Data excerpts
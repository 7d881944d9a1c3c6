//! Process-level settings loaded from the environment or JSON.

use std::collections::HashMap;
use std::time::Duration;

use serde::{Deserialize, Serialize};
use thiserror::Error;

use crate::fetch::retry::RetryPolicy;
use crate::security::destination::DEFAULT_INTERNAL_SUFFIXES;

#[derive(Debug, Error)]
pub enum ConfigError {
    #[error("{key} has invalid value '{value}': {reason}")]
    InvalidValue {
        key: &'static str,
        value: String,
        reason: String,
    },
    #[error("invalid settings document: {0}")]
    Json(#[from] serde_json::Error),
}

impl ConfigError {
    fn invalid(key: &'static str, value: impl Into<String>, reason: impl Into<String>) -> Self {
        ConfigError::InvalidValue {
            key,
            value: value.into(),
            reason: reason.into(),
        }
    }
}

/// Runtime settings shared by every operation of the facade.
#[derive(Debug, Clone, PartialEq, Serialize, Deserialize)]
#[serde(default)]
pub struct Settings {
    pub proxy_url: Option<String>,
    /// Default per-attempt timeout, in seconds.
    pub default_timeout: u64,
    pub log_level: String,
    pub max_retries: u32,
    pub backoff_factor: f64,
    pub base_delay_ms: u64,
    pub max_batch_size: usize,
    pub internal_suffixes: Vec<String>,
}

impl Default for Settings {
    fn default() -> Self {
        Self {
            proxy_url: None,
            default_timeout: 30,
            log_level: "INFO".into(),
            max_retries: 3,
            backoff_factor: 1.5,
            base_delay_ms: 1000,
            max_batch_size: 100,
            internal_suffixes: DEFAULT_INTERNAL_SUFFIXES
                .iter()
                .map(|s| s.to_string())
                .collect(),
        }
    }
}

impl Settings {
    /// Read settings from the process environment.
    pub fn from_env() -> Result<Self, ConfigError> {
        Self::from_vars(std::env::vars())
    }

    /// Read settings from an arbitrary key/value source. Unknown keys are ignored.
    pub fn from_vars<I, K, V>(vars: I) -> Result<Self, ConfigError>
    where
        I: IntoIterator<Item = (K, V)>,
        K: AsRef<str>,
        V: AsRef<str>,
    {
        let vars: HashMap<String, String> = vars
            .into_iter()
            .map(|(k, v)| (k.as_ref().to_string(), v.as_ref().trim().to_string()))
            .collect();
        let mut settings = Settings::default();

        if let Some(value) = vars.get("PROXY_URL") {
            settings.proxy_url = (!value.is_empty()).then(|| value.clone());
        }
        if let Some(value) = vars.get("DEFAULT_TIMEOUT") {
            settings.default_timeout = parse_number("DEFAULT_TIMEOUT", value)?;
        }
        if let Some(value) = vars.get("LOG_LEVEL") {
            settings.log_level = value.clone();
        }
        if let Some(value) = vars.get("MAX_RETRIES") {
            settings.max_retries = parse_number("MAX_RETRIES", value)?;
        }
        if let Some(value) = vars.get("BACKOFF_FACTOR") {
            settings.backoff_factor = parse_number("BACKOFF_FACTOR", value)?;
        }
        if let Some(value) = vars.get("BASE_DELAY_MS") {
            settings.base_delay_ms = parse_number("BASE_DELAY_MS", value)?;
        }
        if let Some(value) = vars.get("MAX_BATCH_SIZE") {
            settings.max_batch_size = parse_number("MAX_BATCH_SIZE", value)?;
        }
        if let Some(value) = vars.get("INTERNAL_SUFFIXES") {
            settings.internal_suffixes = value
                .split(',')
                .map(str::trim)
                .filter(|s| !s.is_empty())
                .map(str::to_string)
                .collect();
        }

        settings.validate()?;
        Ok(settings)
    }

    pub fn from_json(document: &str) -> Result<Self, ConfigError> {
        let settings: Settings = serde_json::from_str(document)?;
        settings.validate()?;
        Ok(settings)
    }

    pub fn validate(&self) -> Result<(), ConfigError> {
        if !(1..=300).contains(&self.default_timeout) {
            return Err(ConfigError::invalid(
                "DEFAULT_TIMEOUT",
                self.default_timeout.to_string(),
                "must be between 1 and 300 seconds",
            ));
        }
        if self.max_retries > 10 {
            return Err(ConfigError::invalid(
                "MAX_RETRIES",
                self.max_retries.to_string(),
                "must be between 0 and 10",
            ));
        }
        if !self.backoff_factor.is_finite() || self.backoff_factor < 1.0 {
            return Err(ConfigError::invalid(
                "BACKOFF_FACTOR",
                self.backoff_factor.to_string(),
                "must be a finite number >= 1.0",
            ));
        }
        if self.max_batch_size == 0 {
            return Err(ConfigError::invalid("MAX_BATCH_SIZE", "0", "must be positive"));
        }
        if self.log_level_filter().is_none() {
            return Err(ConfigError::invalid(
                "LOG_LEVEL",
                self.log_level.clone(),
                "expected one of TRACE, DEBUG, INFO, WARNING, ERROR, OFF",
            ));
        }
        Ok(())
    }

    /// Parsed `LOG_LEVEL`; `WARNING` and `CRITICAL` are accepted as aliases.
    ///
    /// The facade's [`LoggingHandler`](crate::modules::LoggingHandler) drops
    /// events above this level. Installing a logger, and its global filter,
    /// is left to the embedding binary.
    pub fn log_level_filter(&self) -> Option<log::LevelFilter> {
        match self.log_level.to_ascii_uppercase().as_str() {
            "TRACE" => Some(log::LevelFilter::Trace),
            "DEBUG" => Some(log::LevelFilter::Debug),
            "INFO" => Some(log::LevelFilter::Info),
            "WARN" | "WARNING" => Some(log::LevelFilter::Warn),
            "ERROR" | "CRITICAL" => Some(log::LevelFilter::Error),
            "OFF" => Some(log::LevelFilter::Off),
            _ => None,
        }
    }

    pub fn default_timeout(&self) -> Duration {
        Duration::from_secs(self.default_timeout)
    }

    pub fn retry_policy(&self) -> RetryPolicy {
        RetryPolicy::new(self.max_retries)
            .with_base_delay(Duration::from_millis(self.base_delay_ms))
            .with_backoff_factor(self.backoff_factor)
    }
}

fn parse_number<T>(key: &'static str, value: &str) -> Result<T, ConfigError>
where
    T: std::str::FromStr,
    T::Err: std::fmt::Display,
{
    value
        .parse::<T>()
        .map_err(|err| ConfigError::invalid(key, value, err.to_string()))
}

---

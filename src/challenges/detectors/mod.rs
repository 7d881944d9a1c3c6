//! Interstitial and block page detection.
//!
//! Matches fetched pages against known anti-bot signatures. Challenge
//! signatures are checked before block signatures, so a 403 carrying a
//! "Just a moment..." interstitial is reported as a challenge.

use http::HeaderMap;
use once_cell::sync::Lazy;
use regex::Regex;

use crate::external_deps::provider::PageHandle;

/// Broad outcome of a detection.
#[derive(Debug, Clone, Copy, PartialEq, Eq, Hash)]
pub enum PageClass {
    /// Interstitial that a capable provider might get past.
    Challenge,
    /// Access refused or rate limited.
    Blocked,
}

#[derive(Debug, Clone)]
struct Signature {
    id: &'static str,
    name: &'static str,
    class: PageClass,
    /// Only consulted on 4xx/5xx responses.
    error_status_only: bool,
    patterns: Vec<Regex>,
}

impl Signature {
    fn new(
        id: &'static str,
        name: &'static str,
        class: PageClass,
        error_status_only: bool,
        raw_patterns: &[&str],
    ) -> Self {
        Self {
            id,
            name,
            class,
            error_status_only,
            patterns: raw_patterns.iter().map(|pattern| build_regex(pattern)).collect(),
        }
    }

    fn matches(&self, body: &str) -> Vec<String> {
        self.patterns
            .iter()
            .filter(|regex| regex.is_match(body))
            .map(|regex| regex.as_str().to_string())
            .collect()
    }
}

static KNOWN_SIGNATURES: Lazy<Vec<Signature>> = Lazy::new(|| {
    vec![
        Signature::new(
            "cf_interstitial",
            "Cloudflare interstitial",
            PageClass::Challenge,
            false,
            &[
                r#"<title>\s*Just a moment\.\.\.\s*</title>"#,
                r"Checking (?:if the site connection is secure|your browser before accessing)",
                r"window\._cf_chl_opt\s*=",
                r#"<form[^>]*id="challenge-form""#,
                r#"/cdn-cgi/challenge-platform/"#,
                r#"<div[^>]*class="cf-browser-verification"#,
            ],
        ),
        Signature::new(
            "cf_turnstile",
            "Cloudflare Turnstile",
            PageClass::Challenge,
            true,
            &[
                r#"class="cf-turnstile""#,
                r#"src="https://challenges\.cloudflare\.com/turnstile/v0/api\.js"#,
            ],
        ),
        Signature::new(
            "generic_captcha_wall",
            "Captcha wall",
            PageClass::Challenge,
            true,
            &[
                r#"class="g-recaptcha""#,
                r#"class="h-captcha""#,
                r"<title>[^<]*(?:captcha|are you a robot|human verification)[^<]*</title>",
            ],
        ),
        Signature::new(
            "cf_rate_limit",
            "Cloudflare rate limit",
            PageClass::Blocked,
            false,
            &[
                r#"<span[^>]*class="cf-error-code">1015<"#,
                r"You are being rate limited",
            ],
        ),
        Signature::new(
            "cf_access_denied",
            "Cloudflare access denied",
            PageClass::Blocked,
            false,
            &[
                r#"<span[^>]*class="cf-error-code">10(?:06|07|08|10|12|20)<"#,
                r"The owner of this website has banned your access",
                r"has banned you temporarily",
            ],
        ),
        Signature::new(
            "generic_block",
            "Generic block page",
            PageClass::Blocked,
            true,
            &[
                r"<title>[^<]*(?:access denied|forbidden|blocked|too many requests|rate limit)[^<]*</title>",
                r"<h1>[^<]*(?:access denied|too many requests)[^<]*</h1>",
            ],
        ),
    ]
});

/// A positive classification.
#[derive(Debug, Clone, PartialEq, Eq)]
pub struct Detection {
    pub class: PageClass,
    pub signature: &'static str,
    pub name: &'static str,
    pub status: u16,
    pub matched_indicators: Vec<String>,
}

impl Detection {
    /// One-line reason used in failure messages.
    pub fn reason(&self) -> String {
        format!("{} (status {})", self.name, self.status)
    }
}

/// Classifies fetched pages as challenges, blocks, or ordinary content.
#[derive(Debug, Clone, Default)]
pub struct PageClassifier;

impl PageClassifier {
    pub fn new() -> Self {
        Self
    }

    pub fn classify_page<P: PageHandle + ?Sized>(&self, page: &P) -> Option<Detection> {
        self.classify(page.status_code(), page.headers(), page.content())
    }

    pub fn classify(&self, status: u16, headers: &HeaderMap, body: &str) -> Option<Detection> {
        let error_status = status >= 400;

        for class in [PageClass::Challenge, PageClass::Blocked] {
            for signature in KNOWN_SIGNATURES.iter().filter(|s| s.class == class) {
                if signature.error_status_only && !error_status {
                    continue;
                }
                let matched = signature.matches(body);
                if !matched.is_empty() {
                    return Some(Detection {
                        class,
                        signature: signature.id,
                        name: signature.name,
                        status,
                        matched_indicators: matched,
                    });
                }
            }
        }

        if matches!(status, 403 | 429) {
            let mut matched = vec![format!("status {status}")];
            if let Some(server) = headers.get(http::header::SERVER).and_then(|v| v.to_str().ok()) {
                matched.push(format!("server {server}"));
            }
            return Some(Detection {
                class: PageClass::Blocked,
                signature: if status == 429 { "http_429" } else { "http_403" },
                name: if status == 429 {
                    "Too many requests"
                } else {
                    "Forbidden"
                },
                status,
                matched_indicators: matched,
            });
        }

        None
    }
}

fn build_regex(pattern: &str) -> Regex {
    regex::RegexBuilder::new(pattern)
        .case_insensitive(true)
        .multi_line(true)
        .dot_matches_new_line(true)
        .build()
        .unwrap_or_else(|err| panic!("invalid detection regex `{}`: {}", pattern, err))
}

...

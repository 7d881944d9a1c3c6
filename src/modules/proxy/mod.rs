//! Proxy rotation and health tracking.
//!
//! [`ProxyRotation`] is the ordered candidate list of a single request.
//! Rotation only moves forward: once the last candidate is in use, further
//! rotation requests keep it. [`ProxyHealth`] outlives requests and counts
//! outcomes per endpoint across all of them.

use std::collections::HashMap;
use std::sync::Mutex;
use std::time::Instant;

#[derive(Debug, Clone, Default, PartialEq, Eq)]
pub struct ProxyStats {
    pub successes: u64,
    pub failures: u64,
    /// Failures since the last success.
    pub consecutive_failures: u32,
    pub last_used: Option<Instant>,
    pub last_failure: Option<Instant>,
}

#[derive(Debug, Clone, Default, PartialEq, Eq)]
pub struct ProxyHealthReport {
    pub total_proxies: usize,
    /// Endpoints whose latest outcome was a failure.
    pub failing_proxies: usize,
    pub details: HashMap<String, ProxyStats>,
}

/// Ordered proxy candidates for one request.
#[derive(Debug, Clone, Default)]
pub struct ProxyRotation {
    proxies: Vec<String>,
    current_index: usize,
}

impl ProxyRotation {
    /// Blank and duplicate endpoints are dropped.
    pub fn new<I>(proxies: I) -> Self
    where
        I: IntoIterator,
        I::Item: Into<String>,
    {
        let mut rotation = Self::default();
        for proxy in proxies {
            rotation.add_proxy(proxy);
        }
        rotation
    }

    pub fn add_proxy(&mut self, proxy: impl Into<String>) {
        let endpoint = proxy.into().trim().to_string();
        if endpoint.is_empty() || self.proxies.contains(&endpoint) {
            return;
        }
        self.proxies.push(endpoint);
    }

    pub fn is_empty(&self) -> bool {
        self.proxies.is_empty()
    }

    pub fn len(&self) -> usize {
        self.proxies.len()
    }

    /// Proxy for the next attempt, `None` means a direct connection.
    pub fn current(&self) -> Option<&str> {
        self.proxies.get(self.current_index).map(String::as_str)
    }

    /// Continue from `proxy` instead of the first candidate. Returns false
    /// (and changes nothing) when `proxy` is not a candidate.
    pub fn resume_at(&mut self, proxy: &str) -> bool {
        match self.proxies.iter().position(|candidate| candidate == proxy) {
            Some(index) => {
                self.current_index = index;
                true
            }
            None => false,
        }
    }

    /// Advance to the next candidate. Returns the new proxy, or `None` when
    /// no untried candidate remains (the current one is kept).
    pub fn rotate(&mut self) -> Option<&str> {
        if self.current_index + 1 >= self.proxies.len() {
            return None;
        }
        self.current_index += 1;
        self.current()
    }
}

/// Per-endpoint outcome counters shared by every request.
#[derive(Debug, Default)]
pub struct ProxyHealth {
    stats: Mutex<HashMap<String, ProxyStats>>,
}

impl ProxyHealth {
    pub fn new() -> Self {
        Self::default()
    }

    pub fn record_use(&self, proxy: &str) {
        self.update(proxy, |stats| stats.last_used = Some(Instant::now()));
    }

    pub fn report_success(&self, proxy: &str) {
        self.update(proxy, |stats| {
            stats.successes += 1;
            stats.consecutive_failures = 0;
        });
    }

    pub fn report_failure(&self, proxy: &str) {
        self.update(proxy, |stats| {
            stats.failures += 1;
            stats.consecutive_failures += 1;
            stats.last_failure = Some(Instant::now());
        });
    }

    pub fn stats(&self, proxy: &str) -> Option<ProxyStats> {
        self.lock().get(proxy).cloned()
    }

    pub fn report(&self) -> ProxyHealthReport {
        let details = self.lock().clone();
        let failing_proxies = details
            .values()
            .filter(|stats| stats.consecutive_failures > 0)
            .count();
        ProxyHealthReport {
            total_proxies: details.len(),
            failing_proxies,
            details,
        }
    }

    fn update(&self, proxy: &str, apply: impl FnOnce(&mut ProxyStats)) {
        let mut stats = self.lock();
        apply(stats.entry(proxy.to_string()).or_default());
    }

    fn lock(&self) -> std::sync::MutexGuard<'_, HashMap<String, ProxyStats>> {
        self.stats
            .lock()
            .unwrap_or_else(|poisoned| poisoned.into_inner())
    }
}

What this task involves
Check every line above for the string "environment" and state how many have it, with no other words.

Task response
2